### Exercise prompt
Go through the data below and return each line where the string "task" appears.

### Data provided
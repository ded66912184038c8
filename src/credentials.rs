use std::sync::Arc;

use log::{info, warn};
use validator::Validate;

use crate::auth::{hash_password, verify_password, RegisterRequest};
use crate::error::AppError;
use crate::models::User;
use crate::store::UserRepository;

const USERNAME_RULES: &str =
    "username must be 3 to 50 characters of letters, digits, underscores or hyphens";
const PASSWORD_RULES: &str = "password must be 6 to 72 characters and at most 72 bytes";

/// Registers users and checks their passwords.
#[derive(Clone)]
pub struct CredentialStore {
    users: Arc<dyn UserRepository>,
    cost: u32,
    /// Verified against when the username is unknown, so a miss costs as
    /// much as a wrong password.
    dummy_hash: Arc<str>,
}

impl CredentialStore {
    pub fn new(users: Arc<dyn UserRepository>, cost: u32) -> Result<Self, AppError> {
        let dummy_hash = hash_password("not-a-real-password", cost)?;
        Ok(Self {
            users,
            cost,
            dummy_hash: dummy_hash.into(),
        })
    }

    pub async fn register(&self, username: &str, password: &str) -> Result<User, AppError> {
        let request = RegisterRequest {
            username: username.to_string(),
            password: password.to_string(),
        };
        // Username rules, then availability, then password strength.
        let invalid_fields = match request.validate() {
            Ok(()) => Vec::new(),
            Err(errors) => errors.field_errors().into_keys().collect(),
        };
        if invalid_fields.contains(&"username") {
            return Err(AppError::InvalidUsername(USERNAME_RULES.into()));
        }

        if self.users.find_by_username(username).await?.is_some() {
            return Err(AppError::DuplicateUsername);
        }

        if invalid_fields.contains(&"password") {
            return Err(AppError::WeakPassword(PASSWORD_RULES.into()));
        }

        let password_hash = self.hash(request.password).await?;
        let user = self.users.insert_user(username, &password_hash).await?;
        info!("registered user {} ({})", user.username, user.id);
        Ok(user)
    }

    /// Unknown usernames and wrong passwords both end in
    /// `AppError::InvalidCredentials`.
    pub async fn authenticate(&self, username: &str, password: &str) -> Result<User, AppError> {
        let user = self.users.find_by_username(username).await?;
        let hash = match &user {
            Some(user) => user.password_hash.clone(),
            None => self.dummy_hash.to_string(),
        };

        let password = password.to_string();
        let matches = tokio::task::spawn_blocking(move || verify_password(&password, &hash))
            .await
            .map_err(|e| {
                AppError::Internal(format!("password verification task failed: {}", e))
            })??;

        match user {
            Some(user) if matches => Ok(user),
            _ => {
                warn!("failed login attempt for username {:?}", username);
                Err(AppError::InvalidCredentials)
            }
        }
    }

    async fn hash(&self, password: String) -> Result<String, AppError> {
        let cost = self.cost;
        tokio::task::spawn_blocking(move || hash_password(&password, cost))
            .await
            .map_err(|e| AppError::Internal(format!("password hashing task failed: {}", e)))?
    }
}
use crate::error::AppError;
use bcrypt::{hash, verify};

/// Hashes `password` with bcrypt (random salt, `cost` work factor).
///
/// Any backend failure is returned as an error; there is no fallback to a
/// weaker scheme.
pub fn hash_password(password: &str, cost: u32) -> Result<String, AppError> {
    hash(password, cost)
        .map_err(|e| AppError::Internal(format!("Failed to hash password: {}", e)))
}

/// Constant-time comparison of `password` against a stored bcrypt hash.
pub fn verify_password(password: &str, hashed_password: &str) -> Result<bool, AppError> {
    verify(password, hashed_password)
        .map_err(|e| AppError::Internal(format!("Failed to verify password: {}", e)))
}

### Answer to this problem
        let matches = tokio::task::spawn_blocking(move || verify_password(&password, &hash))
                AppError::Internal(format!("password verification task failed: {}", e))
        tokio::task::spawn_blocking(move || hash_password(&password, cost))
            .map_err(|e| AppError::Internal(format!("password hashing task failed: {}", e)))?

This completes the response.